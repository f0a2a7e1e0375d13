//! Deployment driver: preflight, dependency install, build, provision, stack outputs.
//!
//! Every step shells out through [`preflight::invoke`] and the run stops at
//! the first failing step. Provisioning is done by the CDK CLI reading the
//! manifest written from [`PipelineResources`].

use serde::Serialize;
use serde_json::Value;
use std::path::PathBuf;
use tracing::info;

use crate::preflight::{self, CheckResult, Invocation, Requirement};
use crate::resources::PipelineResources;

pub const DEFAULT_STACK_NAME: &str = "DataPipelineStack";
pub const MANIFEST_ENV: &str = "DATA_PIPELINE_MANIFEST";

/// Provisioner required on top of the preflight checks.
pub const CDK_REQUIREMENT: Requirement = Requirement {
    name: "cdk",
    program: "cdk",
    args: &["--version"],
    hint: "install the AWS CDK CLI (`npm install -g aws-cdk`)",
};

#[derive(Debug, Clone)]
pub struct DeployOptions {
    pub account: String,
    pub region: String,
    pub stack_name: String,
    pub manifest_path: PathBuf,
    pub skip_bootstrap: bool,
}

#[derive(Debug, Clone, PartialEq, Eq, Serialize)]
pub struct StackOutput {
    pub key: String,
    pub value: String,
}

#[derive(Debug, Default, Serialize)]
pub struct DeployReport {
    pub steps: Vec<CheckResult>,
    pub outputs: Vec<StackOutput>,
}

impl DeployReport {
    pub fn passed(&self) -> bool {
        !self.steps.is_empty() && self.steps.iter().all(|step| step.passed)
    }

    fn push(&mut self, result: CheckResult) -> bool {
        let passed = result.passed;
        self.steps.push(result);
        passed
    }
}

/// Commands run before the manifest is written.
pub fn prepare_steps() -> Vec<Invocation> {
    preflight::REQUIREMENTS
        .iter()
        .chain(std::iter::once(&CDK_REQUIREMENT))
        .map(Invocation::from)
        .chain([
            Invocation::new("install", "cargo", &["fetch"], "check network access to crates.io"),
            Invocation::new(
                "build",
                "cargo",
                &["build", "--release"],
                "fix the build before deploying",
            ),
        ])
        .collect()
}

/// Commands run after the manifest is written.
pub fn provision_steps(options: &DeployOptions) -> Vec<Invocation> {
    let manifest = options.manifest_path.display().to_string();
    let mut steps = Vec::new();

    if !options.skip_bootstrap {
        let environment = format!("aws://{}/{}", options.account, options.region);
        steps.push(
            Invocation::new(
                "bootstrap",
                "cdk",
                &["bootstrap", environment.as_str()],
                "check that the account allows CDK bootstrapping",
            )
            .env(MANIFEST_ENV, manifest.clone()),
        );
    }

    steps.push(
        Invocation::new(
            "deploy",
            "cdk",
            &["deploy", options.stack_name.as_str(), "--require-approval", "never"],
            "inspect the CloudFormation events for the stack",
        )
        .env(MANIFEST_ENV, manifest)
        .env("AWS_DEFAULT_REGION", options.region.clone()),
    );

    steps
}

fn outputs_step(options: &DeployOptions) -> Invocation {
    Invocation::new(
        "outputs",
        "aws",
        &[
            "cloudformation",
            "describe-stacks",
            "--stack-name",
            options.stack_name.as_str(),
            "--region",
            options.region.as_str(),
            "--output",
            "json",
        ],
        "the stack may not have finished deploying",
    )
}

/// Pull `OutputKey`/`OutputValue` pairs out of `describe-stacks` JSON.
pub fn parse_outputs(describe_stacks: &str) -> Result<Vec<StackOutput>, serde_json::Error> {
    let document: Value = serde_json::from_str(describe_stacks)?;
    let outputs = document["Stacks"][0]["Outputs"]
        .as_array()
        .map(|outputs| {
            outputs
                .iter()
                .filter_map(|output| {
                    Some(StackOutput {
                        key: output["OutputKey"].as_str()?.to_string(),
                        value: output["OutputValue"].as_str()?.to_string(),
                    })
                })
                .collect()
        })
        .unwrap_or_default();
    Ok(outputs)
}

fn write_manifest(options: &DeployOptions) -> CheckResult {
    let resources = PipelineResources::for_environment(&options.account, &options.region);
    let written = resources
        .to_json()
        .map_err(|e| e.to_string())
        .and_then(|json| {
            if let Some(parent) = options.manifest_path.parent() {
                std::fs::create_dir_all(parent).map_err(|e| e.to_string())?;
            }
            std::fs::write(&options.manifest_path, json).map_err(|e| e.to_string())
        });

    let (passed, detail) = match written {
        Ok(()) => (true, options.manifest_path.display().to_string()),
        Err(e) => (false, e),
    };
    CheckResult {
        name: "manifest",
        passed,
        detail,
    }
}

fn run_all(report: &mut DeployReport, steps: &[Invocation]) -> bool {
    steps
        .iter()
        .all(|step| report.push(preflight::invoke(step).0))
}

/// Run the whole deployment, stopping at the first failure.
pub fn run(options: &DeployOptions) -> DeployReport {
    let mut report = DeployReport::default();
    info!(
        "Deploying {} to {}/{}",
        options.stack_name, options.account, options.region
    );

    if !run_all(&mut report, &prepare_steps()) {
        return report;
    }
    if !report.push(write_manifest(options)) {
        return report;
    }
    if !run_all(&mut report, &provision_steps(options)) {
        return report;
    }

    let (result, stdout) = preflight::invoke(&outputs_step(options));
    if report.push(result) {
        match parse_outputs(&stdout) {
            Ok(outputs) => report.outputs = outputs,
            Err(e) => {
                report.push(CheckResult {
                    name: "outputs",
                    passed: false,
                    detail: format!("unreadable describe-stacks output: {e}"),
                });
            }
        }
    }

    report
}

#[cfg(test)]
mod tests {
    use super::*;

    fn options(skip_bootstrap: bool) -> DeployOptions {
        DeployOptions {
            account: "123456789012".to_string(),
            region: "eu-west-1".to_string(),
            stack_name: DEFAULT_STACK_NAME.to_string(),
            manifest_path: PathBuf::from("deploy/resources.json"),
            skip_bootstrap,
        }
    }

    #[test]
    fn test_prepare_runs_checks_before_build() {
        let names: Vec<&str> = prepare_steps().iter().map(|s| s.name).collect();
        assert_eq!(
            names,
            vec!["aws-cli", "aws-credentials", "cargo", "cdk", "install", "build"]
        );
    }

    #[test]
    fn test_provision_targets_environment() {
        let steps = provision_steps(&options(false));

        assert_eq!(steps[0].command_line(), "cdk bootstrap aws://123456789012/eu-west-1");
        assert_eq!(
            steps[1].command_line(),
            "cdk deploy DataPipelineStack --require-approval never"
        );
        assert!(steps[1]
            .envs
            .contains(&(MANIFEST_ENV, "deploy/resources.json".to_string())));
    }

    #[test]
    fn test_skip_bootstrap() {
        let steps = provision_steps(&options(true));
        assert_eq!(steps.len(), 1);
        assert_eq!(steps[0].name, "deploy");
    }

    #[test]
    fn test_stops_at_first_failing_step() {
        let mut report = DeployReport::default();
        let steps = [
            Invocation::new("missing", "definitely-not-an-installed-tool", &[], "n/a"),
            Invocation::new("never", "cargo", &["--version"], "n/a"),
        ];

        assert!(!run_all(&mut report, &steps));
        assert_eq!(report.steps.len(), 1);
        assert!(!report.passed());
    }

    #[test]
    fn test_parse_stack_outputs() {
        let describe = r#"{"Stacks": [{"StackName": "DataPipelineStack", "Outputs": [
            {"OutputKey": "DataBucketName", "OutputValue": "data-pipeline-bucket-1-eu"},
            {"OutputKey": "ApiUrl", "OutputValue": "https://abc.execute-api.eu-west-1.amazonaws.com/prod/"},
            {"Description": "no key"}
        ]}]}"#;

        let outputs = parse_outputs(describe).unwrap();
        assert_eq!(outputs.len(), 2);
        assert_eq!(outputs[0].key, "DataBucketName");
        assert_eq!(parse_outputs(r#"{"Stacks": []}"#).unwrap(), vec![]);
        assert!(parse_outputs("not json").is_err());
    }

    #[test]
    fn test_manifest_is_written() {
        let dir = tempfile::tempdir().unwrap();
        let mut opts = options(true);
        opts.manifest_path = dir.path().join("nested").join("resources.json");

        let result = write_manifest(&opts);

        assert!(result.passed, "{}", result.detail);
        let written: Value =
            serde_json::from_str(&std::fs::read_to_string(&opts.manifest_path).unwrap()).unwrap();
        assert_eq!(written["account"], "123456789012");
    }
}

# # # # # # #

Give the count of lines in the listing that hold "PathBuf", and write nothing beyond it.

3